Connecticut and now Massachusetts have indicated that they will not enter into the Transportation and Climate Initiative due to the high prices on transportation fuels. The Transportation and Climate Initiative (TCI) is essentially a cap and trade policy that would cap carbon dioxide emissions from vehicles by increasing their fuel prices. The Regional Greenhouse Gas Initiative (RGGI), an agreement of mostly Northeastern states that caps the carbon dioxide emissions from power plants, developed the TCI to further reduce the greenhouse gas emissions emanating from their states. In New England, transportation is responsible for over 40 percent of greenhouse gas emissions. However, President Biden’s anti oil and gas policies has beat them to it by increasing the price of gasoline by about a $1.00 per gallon since his inauguration – prices not seen since 2014. As a result, the governors of these two states are reluctant to increase those prices further and risk political backlash.

TCI Explained

TCI is a regional cap-and-invest program that is expected to reduce vehicle carbon dioxide emissions by 26 percent by 2032. Participating governments expect to generate about $3 billion over 10 years from motorists. The proceeds are to be invested in “green” transportation and infrastructure. A minimum of 35 percent of TCI proceeds are to be directed to “overburdened and underserved” communities, but the agreement is vague on how the funds would ultimately get distributed. The TCI would cap carbon dioxide emissions by taxing fuel companies that exceed emissions limits by forcing them to buy permits. The so-called cap-and-invest program is a regressive tax on gasoline and diesel fuel. The tax would be passed down to motorists at the pump—adding, according to Governor Baker’s Administration in Massachusetts about 5 to 9 cents per gallon of gasoline by 2023. The initiative could generate over $1.8 billion in Massachusetts by 2032, according to Baker.

TCI would require large gasoline and diesel fuel suppliers to purchase permits or “allowances” for the transportation fuels they sell in the region. The number of emission allowances would be set to decline each year, generating billions for states to invest in “green” transportation such as public transportation; zero-emission buses, cars, and trucks; electric vehicle charging stations; high speed wireless internet in rural and low-income areas to allow for teleworking; road and bridge repairs; and bike lanes and sidewalks. If fuel companies passed the cost of the allowances onto consumers as expected, the price of gasoline in the region could increase by 5 to 17 cents per gallon—the high end being greater than Governor Baker’s forecast.

The regional partnership initially sought to cap carbon dioxide emissions in 13 jurisdictions from Maine to Virginia, but many state legislatures have been reluctant to raise taxes as they emerge from the coronavirus pandemic. Connecticut Governor Ned Lamont tried but failed to convince state lawmakers to approve the deal during June budget discussions when the state’s gasoline prices were lower. Connecticut’s gas prices are now approaching a seven-year high. Connecticut was one of three states to sign up for the TCI, which could start as early as 2023. Rhode Island, Massachusetts and Washington, D.C., also agreed to the agreement. The state legislatures of Connecticut and Rhode Island would have to approve their governors’ decisions before the states can officially join. The governors of other New England states—New Hampshire, Maine and Vermont—had expressed skepticism about the program, due in part over fears that it amounts to a gasoline tax or a tax on carbon dioxide. It is essentially both.

Massachusetts Gasoline Prices and Other Policies to Reduce Transportation Emissions

Gasoline prices in Massachusetts—at $3.40 per gallon—have climbed 24 cents in one month, according to a recent report by AAA Northeast. Drivers are paying $1.33 more for gas now than they were in November 2020, when a gallon cost $2.07. One Boston station was selling gas for $4.39 per gallon. Massachusetts’ average gas price is 2 cents lower than the national average.

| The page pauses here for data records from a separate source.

use mass_properties::MassProperties;
use ron::{
    from_str,
    ser::{PrettyConfig, to_string_pretty},
};
use serde::{Deserialize, Serialize};
use std::{
    fs::File,
    io::{Read, Write},
    path::Path,
};
use thiserror::Error;

#[derive(Debug, Error)]
pub enum DescriptionErrors {
    #[error("{0}")]
    Io(#[from] std::io::Error),
    #[error("failed to parse RON: {0}")]
    Parse(#[from] ron::error::SpannedError),
    #[error("failed to write RON: {0}")]
    Serialize(#[from] ron::Error),
}

fn default_gravity() -> [f64; 3] {
    [0.0, 0.0, -9.81]
}

fn default_axis() -> [f64; 3] {
    [0.0, 0.0, 1.0]
}

/// The ordered list of links making up a robot.
/// The first link is the fixed base, every parent is listed before its children.
#[derive(Debug, Clone, PartialEq, Serialize, Deserialize)]
pub struct RobotDescription {
    pub name: String,
    #[serde(default = "default_gravity")]
    pub gravity: [f64; 3],
    pub links: Vec<LinkDescription>,
}

impl RobotDescription {
    pub fn new(name: &str) -> Self {
        Self {
            name: name.to_string(),
            gravity: default_gravity(),
            links: Vec::new(),
        }
    }

    pub fn with_gravity(mut self, gravity: [f64; 3]) -> Self {
        self.gravity = gravity;
        self
    }

    pub fn with_link(mut self, link: LinkDescription) -> Self {
        self.links.push(link);
        self
    }

    pub fn from_ron_str(s: &str) -> Result<Self, DescriptionErrors> {
        Ok(from_str(s)?)
    }

    pub fn load(path: &Path) -> Result<Self, DescriptionErrors> {
        let mut file = File::open(path)?;
        let mut contents = String::new();
        file.read_to_string(&mut contents)?;
        Self::from_ron_str(&contents)
    }

    pub fn save(&self, path: &Path) -> Result<(), DescriptionErrors> {
        let ron_string = to_string_pretty(self, PrettyConfig::new())?;
        let mut file = File::create(path)?;
        file.write_all(ron_string.as_bytes())?;
        Ok(())
    }
}

#[derive(Debug, Clone, PartialEq, Serialize, Deserialize)]
pub struct LinkDescription {
    pub name: String,
    #[serde(default)]
    pub parent: Option<String>,
    /// The joint connecting this link to its parent.
    #[serde(default)]
    pub joint: JointDescription,
    #[serde(default)]
    pub inertial: MassProperties<f64>,
}

impl LinkDescription {
    pub fn root(name: &str) -> Self {
        Self {
            name: name.to_string(),
            parent: None,
            joint: JointDescription::default(),
            inertial: MassProperties::default(),
        }
    }

    pub fn new(name: &str, parent: &str, joint: JointDescription) -> Self {
        Self {
            name: name.to_string(),
            parent: Some(parent.to_string()),
            joint,
            inertial: MassProperties::default(),
        }
    }

    pub fn with_inertial(mut self, inertial: MassProperties<f64>) -> Self {
        self.inertial = inertial;
        self
    }
}

#[derive(Debug, Clone, Copy, Default, PartialEq, Eq, Serialize, Deserialize)]
pub enum JointKind {
    #[default]
    Fixed,
    Revolute,
    Prismatic,
}

/// Pose of the joint frame in the parent link frame.
#[derive(Debug, Clone, Copy, Default, PartialEq, Serialize, Deserialize)]
pub struct Origin {
    #[serde(default)]
    pub xyz: [f64; 3],
    /// Fixed axis roll, pitch, yaw in radians.
    #[serde(default)]
    pub rpy: [f64; 3],
}

impl Origin {
    pub fn new(xyz: [f64; 3], rpy: [f64; 3]) -> Self {
        Self { xyz, rpy }
    }
}

#[derive(Debug, Clone, Copy, PartialEq, Serialize, Deserialize)]
pub struct JointLimits {
    pub lower: f64,
    pub upper: f64,
    pub velocity: f64,
    pub effort: f64,
}

#[derive(Debug, Clone, Copy, PartialEq, Serialize, Deserialize)]
pub struct JointDescription {
    #[serde(default)]
    pub kind: JointKind,
    #[serde(default = "default_axis")]
    pub axis: [f64; 3],
    #[serde(default)]
    pub origin: Origin,
    #[serde(default)]
    pub damping: f64,
    #[serde(default)]
    pub limits: Option<JointLimits>,
}

impl Default for JointDescription {
    fn default() -> Self {
        Self::fixed(Origin::default())
    }
}

impl JointDescription {
    pub fn fixed(origin: Origin) -> Self {
        Self {
            kind: JointKind::Fixed,
            axis: default_axis(),
            origin,
            damping: 0.0,
            limits: None,
        }
    }

    pub fn revolute(axis: [f64; 3], origin: Origin) -> Self {
        Self {
            kind: JointKind::Revolute,
            axis,
            ..Self::fixed(origin)
        }
    }

    pub fn prismatic(axis: [f64; 3], origin: Origin) -> Self {
        Self {
            kind: JointKind::Prismatic,
            axis,
            ..Self::fixed(origin)
        }
    }

    pub fn with_damping(mut self, damping: f64) -> Self {
        self.damping = damping;
        self
    }

    pub fn with_limits(mut self, limits: JointLimits) -> Self {
        self.limits = Some(limits);
        self
    }
}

Massachusetts set a goal of 100 percent zero-emission passenger vehicle sales by 2035, joining 14 other states who are pushing for 30 percent electric vehicle sales for commercial trucks and buses by 2030 and 100 percent by 2050. Massachusetts will spend $65 million on electric vehicle charging stations. Baker also signed an executive order setting a target of 100 percent zero emission vehicles in state fleets by 2040.

Biden’s new federal infrastructure funding package will provide Massachusetts with $10 billion or so, and along with the American Rescue Plan expenditures and tax revenue surpluses generated by Massachusetts’ economic recovery from COVID, the state will be able to upgrade its roads, bridges and public transportation systems and make investments to reduce transportation emissions without the TCI.


Capping transportation vehicle carbon dioxide emissions and adding to gasoline and diesel fuel prices is politically damaging when transportation fuel prices are at a 7 year high. Governors in New England are coming to that realization as their legislatures are being cautious about furthering those increases. President Biden’s anti oil and gas policies have already increased those prices since he has become President, increasing gasoline prices by about a $1.00 per gallon since inauguration day. Americans need to be wise to these policies that are causing inflation increases and making more Americans enter into fuel poverty.